Nous touchons ici le point où l’imaginaire perd pied avec le réel. Or il faut bien comprendre qu’à la différence de l’imaginaire romanesque, l’imaginaire juridique ne peut, sans se nier lui-même, congédier le réel et faire fi du milieu vital où s’inscrit une société.
Il ne peut pas davantage congédier toute idée de justice pour se faire le simple instrument d’une « gestion scientifique de la société » en mettant en œuvre les « vraies lois » de la nature. Le droit se situe dans ce que Simone Weil (la philosophe) a nommé une « région moyenne », c’est-à-dire entre le monde des idéaux et celui des rapports de force. Depuis bientôt deux siècles, il se trouve aux prises avec l’imaginaire scientiste, qui entend en faire un simple instrument de mise en œuvre de lois immanentes de la société que nous révéleraient la biologie, l’économie, l’histoire ou la psychologie. En 1930, dans sa préface déjà citée, Valéry s’inquiétait déjà de cette emprise croissante où il voyait une barbarie du fait, « plus redoutable que les anciennes barbaries pour être plus exacte, plus uniforme et infiniment plus puissante ». Cette barbarie scientiste fut un trait commun des totalitarismes du XXe siècle. Elle ressurgit aujourd’hui avec le comportementalisme, qui entend gérer les humains comme des chiens de Pavlov, à coup de « nudges » et « d’em… », en sorte qu’ils se conforment à l’ordre social existant, sans en questionner la justice.
RPP – Votre intérêt pour les dimensions symboliques est l’un des éléments qui vous singularise. Votre attachement à Montesquieu et aux Lettres persanes ne vient-il pas pour une part de votre expérience comme fondateur de l’Institut d’Études Avancées de Nantes, où sont reçus des chercheurs du monde entier, et de vos travaux pour l’Organisation internationale du Travail ? Par la force des choses, alors même que vous êtes français, votre cartésianisme pourrait vous empêcher par universalisme de voir la singularité des peuples. Est-ce que dans la genèse de votre pensée, dans votre prise de conscience du caractère tout à fait décisif de Montesquieu, il n’y a pas aussi dans votre parcours la confrontation de cultures et de représentations très différentes ?
Alain Supiot – Il est vrai que les Lettres persanes pourraient être le livre emblème de cet Institut. Sa réussite a été le fruit des deux choix stratégiques qui ont présidé à sa création en 2008. En premier lieu un choix institutionnel, consistant à acclimater à Nantes, au moindre coût possible, le modèle inventé il y a presqu’un siècle par Abraham Flexner à Princeton. L’Institut a ainsi été conçu comme un lieu de pollinisation des savoirs, faisant place à l’imprévu, à la sérendipité et aux formes particulières de sociabilité, dont de nombreux travaux d’histoire, de philosophie et de sociologie des sciences ont montré la fécondité. En second lieu un choix de politique scientifique qui, prenant acte de l’interdépendance des nations face aux multiples risques systémiques des temps présents, consiste à regarder le monde d’un « regard persan » plutôt qu’au travers des seules lunettes de l’Occident. Il promeut ainsi un universalisme en creuset, fondé sur le concert des civilisations, dont la richesse et la diversité demandent à être comprises, car elles sont une ressource essentielle à l’âge de l’anthropocène13. Se gardant aussi bien des mirages d’un universalisme en surplomb que des assignations identitaires, cette politique scientifique a tenu ses promesses, si l’on en juge à la reconnaissance que l’Institut de Nantes a rapidement acquise parmi les instituts d’études avancées les plus renommés dans le monde. L’État en revanche n’a pas tenu les siennes : il lui a coupé les vivres et œuvré à sa normalisation sur le modèle managérial qui lui tient lieu aujourd’hui de politique de recherche14.

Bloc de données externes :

//! Holiday rules of the nearest-Monday jurisdiction.
//!
//! Produces the already-transferred holiday set for a year so that tables can
//! be extended past the years shipped with the crate. Calendar lookups never
//! evaluate these rules; they only read the resulting [`HolidayTable`].
//!
//! [`HolidayTable`]: super::HolidayTable

use super::CalendarError;
use chrono::{Datelike, Duration, NaiveDate};
use std::collections::BTreeSet;

/// First year of the Gregorian computus.
const FIRST_GREGORIAN_YEAR: i32 = 1583;

#[derive(Debug, Clone, Copy, PartialEq, Eq)]
pub enum HolidayRule {
    /// Observed on the date itself.
    Fixed { month: u32, day: u32 },
    /// Transferred to the following Monday unless it already is one.
    FixedToMonday { month: u32, day: u32 },
    /// Days relative to Easter Sunday, observed as is.
    Easter { offset: i64 },
    /// Days relative to Easter Sunday, transferred to the following Monday.
    EasterToMonday { offset: i64 },
}

pub const RULES: [HolidayRule; 18] = [
    HolidayRule::Fixed { month: 1, day: 1 },
    HolidayRule::FixedToMonday { month: 1, day: 6 },
    HolidayRule::FixedToMonday { month: 3, day: 19 },
    HolidayRule::Easter { offset: -3 },
    HolidayRule::Easter { offset: -2 },
    HolidayRule::Fixed { month: 5, day: 1 },
    HolidayRule::EasterToMonday { offset: 39 },
    HolidayRule::EasterToMonday { offset: 60 },
    HolidayRule::EasterToMonday { offset: 68 },
    HolidayRule::FixedToMonday { month: 6, day: 29 },
    HolidayRule::Fixed { month: 7, day: 20 },
    HolidayRule::Fixed { month: 8, day: 7 },
    HolidayRule::FixedToMonday { month: 8, day: 15 },
    HolidayRule::FixedToMonday { month: 10, day: 12 },
    HolidayRule::FixedToMonday { month: 11, day: 1 },
    HolidayRule::FixedToMonday { month: 11, day: 11 },
    HolidayRule::Fixed { month: 12, day: 8 },
    HolidayRule::Fixed { month: 12, day: 25 },
];

impl HolidayRule {
    pub fn observed_in(&self, year: i32) -> Result<NaiveDate, CalendarError> {
        let unsupported = || CalendarError::UnsupportedYear { year };
        let date = match *self {
            HolidayRule::Fixed { month, day } => {
                NaiveDate::from_ymd_opt(year, month, day).ok_or_else(unsupported)?
            }
            HolidayRule::FixedToMonday { month, day } => {
                let date = NaiveDate::from_ymd_opt(year, month, day).ok_or_else(unsupported)?;
                next_monday(date)
            }
            HolidayRule::Easter { offset } => {
                easter_sunday(year).ok_or_else(unsupported)? + Duration::days(offset)
            }
            HolidayRule::EasterToMonday { offset } => {
                next_monday(easter_sunday(year).ok_or_else(unsupported)? + Duration::days(offset))
            }
        };
        Ok(date)
    }
}

/// `date` if it is a Monday, otherwise the Monday after it.
pub fn next_monday(date: NaiveDate) -> NaiveDate {
    let days_ahead = (7 - date.weekday().num_days_from_monday()) % 7;
    date + Duration::days(i64::from(days_ahead))
}

/// Easter Sunday by the anonymous Gregorian algorithm (Meeus/Jones/Butcher).
pub fn easter_sunday(year: i32) -> Option<NaiveDate> {
    if year < FIRST_GREGORIAN_YEAR {
        return None;
    }
    let a = year % 19;
    let b = year / 100;
    let c = year % 100;
    let d = b / 4;
    let e = b % 4;
    let f = (b + 8) / 25;
    let g = (b - f + 1) / 3;
    let h = (19 * a + b - d - g + 15) % 30;
    let i = c / 4;
    let k = c % 4;
    let l = (32 + 2 * e + 2 * i - h - k) % 7;
    let m = (a + 11 * h + 22 * l) / 451;
    let month = (h + l - 7 * m + 114) / 31;
    let day = (h + l - 7 * m + 114) % 31 + 1;
    NaiveDate::from_ymd_opt(year, u32::try_from(month).ok()?, u32::try_from(day).ok()?)
}

/// All observed holidays of `year`. Rules landing on the same Monday collapse
/// into one date.
pub fn holidays_for_year(year: i32) -> Result<BTreeSet<NaiveDate>, CalendarError> {
    if year < FIRST_GREGORIAN_YEAR {
        return Err(CalendarError::UnsupportedYear { year });
    }
    RULES.iter().map(|rule| rule.observed_in(year)).collect()
}
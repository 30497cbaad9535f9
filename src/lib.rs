pub mod activity;
pub(crate) mod activity_validation;
pub mod calculations;
pub mod calendar;
pub mod config;
pub mod graph;
pub mod schedule;

pub use activity::{Activity, ActivityState};
pub use calendar::{
    BusinessCalendar, BusinessCalendarConfig, CalendarError, HolidayTable, HolidayTableConfig,
    parse_calendar_date,
};
pub use config::{CalendarSettings, CalendarSource, ConfigError, EngineConfig};
pub use schedule::{
    ActivityScheduler, DanglingPolicy, FallbackStart, ScheduleError, ScheduleSummary,
    ScheduledProject, SchedulerConfig, schedule_project, schedule_projects,
};
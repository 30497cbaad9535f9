use chrono::NaiveDate;
use polars::prelude::PlSmallStr;
use polars::prelude::*;
use serde::{Deserialize, Serialize};

/// Workflow state of an activity. Owned by the caller; scheduling never reads it.
#[derive(Debug, Clone, Copy, Default, PartialEq, Eq, Hash, Serialize, Deserialize)]
#[serde(rename_all = "SCREAMING_SNAKE_CASE")]
pub enum ActivityState {
    #[default]
    Pending,
    InProgress,
    Done,
}

impl ActivityState {
    pub fn as_str(&self) -> &'static str {
        match self {
            ActivityState::Pending => "PENDING",
            ActivityState::InProgress => "IN_PROGRESS",
            ActivityState::Done => "DONE",
        }
    }
}

/// A schedulable unit of work.
///
/// `scheduled_start`, `scheduled_finish`, `slack_days` and `is_critical` are
/// owned by the scheduler and recomputed on every pass; values supplied by the
/// caller are ignored.
#[derive(Debug, Clone, PartialEq, Serialize, Deserialize)]
pub struct Activity {
    pub id: i32,
    #[serde(default)]
    pub title: String,
    #[serde(default)]
    pub description: String,
    /// Calendar days, at least 1.
    pub duration_days: i64,
    #[serde(default)]
    pub predecessors: Vec<i32>,
    /// Only honoured when the activity has no resolvable predecessors.
    #[serde(default, skip_serializing_if = "Option::is_none")]
    pub explicit_start_date: Option<NaiveDate>,
    #[serde(default, skip_serializing_if = "Option::is_none")]
    pub scheduled_start: Option<NaiveDate>,
    #[serde(default, skip_serializing_if = "Option::is_none")]
    pub scheduled_finish: Option<NaiveDate>,
    #[serde(default, skip_serializing_if = "Option::is_none")]
    pub slack_days: Option<i64>,
    #[serde(default, skip_serializing_if = "Option::is_none")]
    pub is_critical: Option<bool>,
    #[serde(default)]
    pub state: ActivityState,
}

impl Activity {
    pub fn new(id: i32, title: impl Into<String>, duration_days: i64) -> Self {
        Self {
            id,
            title: title.into(),
            description: String::new(),
            duration_days,
            predecessors: Vec::new(),
            explicit_start_date: None,
            scheduled_start: None,
            scheduled_finish: None,
            slack_days: None,
            is_critical: None,
            state: ActivityState::Pending,
        }
    }

    pub fn with_predecessors<I>(mut self, predecessors: I) -> Self
    where
        I: IntoIterator<Item = i32>,
    {
        self.predecessors = predecessors.into_iter().collect();
        self
    }

    pub fn with_start_date(mut self, date: NaiveDate) -> Self {
        self.explicit_start_date = Some(date);
        self
    }

    pub fn with_description(mut self, description: impl Into<String>) -> Self {
        self.description = description.into();
        self
    }

    pub fn with_state(mut self, state: ActivityState) -> Self {
        self.state = state;
        self
    }

    /// Drop every scheduler-owned field.
    pub fn clear_schedule(&mut self) {
        self.scheduled_start = None;
        self.scheduled_finish = None;
        self.slack_days = None;
        self.is_critical = None;
    }

    pub fn is_scheduled(&self) -> bool {
        self.scheduled_start.is_some() && self.scheduled_finish.is_some()
    }

    /// Column layout of the tabular schedule view.
    pub fn schema() -> Schema {
        Schema::from_iter(vec![
            Field::new("id".into(), DataType::Int32),
            Field::new("title".into(), DataType::String),
            Field::new("duration_days".into(), DataType::Int64),
            Field::new(
                "predecessors".into(),
                DataType::List(Box::new(DataType::Int32)),
            ),
            Field::new("explicit_start_date".into(), DataType::Date),
            Field::new("scheduled_start".into(), DataType::Date),
            Field::new("scheduled_finish".into(), DataType::Date),
            Field::new("slack_days".into(), DataType::Int64),
            Field::new("is_critical".into(), DataType::Boolean),
            Field::new("state".into(), DataType::String),
        ])
    }

    /// One frame row per activity, in slice order, following [`Activity::schema`].
    pub fn to_dataframe(activities: &[Activity]) -> PolarsResult<DataFrame> {
        if activities.is_empty() {
            return Ok(DataFrame::empty_with_schema(&Self::schema()));
        }

        let ids: Vec<i32> = activities.iter().map(|a| a.id).collect();
        let titles: Vec<&str> = activities.iter().map(|a| a.title.as_str()).collect();
        let durations: Vec<i64> = activities.iter().map(|a| a.duration_days).collect();
        let predecessors: Vec<Series> = activities
            .iter()
            .map(|a| Series::new(PlSmallStr::from_static(""), a.predecessors.clone()))
            .collect();
        let slack: Vec<Option<i64>> = activities.iter().map(|a| a.slack_days).collect();
        let critical: Vec<Option<bool>> = activities.iter().map(|a| a.is_critical).collect();
        let states: Vec<&str> = activities.iter().map(|a| a.state.as_str()).collect();

        let columns: Vec<Column> = vec![
            Series::new(PlSmallStr::from_static("id"), ids).into_column(),
            Series::new(PlSmallStr::from_static("title"), titles).into_column(),
            Series::new(PlSmallStr::from_static("duration_days"), durations).into_column(),
            Series::new(PlSmallStr::from_static("predecessors"), predecessors).into_column(),
            Self::date_series("explicit_start_date", activities, |a| a.explicit_start_date)?
                .into_column(),
            Self::date_series("scheduled_start", activities, |a| a.scheduled_start)?.into_column(),
            Self::date_series("scheduled_finish", activities, |a| a.scheduled_finish)?
                .into_column(),
            Series::new(PlSmallStr::from_static("slack_days"), slack).into_column(),
            Series::new(PlSmallStr::from_static("is_critical"), critical).into_column(),
            Series::new(PlSmallStr::from_static("state"), states).into_column(),
        ];

        DataFrame::new(columns)
    }

    fn date_series<F>(name: &str, activities: &[Activity], field: F) -> PolarsResult<Series>
    where
        F: Fn(&Activity) -> Option<NaiveDate>,
    {
        let days: Vec<Option<i32>> = activities
            .iter()
            .map(|a| field(a).map(Self::date_to_i32))
            .collect();
        Series::new(name.into(), days).cast(&DataType::Date)
    }

    fn date_to_i32(date: NaiveDate) -> i32 {
        // NaiveDate::default() is the Unix epoch, the origin of polars dates.
        (date - NaiveDate::default()).num_days() as i32
    }
}

#[cfg(test)]
mod tests {
    use super::*;

    fn d(y: i32, m: u32, d: u32) -> NaiveDate {
        NaiveDate::from_ymd_opt(y, m, d).unwrap()
    }

    #[test]
    fn state_serializes_in_upper_snake_case() {
        let json = serde_json::to_string(&ActivityState::InProgress).unwrap();
        assert_eq!(json, "\"IN_PROGRESS\"");
        let parsed: ActivityState = serde_json::from_str("\"DONE\"").unwrap();
        assert_eq!(parsed, ActivityState::Done);
    }

    #[test]
    fn deserializes_minimal_record_with_defaults() {
        let json = r#"{ "id": 7, "duration_days": 3, "explicit_start_date": "2025-02-03" }"#;
        let activity: Activity = serde_json::from_str(json).unwrap();
        assert_eq!(activity.id, 7);
        assert!(activity.predecessors.is_empty());
        assert_eq!(activity.explicit_start_date, Some(d(2025, 2, 3)));
        assert_eq!(activity.state, ActivityState::Pending);
        assert!(!activity.is_scheduled());
    }

    #[test]
    fn dataframe_has_one_row_per_activity() {
        let mut a = Activity::new(1, "Excavation", 4).with_start_date(d(2025, 3, 3));
        a.scheduled_start = Some(d(2025, 3, 3));
        a.scheduled_finish = Some(d(2025, 3, 7));
        a.slack_days = Some(0);
        a.is_critical = Some(true);
        let b = Activity::new(2, "Footings", 2).with_predecessors([1]);

        let df = Activity::to_dataframe(&[a, b]).unwrap();
        assert_eq!(df.height(), 2);
        assert_eq!(df.width(), Activity::schema().len());

        let finish = df.column("scheduled_finish").unwrap().date().unwrap();
        assert_eq!(finish.get(0), Some(Activity::date_to_i32(d(2025, 3, 7))));
        assert_eq!(finish.get(1), None);
        let preds = df.column("predecessors").unwrap().list().unwrap();
        let second: Vec<i32> = preds
            .get_as_series(1)
            .unwrap()
            .i32()
            .unwrap()
            .into_iter()
            .flatten()
            .collect();
        assert_eq!(second, vec![1]);
    }

    #[test]
    fn empty_dataframe_keeps_schema() {
        let df = Activity::to_dataframe(&[]).unwrap();
        assert_eq!(df.height(), 0);
        assert!(df.column("is_critical").is_ok());
    }
}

Quant à la question du travail, il est vrai qu’elle se prête particulièrement bien à la compréhension du rôle de l’imaginaire.
Activité proprement humaine, le travail consiste à faire advenir dans le monde réel l’image d’un possible qui a d’abord germé dans nos têtes, que ce soit celle de la Joconde, d’une chambre propre, d’une cathédrale, d’un avion, d’un institut d’études avancées ou d’un poulet rôti. D’où cette double fonction anthropologique de transformation des milieux vitaux et de domestication de l’imagination observée par Simone Weil : « C’est par le travail que la raison saisit le monde même, et s’empare de l’imagination folle ». Encore faut-il pour que le travail soit ainsi une école de la raison, qu’il obéisse à ce que la Constitution de l’OIT a appelé au sortir de la Première Guerre mondiale un « régime réellement humain », c’est-à-dire qui permette à tout travailleur, non seulement de vivre décemment de son travail, mais aussi d’y mettre son intelligence à l’épreuve du réel. Tel n’est pas le cas des deux formes « d’organisation scientifique du travail » qui se sont succédé depuis la révolution industrielle et sont deux variantes de la déshumanisation du travail : déshumanisation par le déni de pensée dans le cas du taylorisme, qui traite le travailleur comme un rouage d’horlogerie ; déshumanisation par le déni de réalité dans le cas de la gouvernance par les nombres, qui le traite comme un logiciel asservi à la réalisation d’objectifs chiffrés déconnectés de l’expérience et du sens des tâches à accomplir. Expression de l’imaginaire cybernétique, cette gouvernance ne peut que rencontrer sa limite catastrophique, comme on a pu le voir à l’hôpital à l’occasion de la pandémie de Covid 19.
RPP – En fait, c’est quoi les imaginaires ? Le juriste que vous êtes arrive-t-il à périodiser ou à articuler les différentes dimensions ?
Alain Supiot – L’imaginaire dont nous parlons est celui qui permet de faire société en projetant de celle-ci une représentation idéale, en lui dessinant un horizon. Il procède de ce que Bergson nomme la « fonction fabulatrice » de l’être humain, qui l’arrache à la barbarie des purs rapports de force pour l’inscrire dans un ordre où sa vie acquiert un sens. Cet ordre imaginaire peut être de nature religieuse ou séculière, mais il se réfère toujours à ce que la Déclaration d’indépendance des États-Unis nomme des « vérités évidentes par elles-mêmes », c’est-à-dire des vérités indémontrables qui structurent le « système fiduciaire » décrit par Valéry. C’est ainsi par exemple que figurent au premier rang des vérités légales proclamées dans notre Constitution républicaine l’égalité et la liberté des êtres humains, dont l’État est le garant. Une fois établi, cet ordre nous devient comme une seconde nature. La liberté de l’esprit s’épanouit et ceux que cet ordre a le plus servis ou favorisés en viennent à oublier ses conditions d’existence, en sorte que « partout agit la critique des idéaux qui ont fait à l’intelligence le loisir et les occasions de les critiquer ».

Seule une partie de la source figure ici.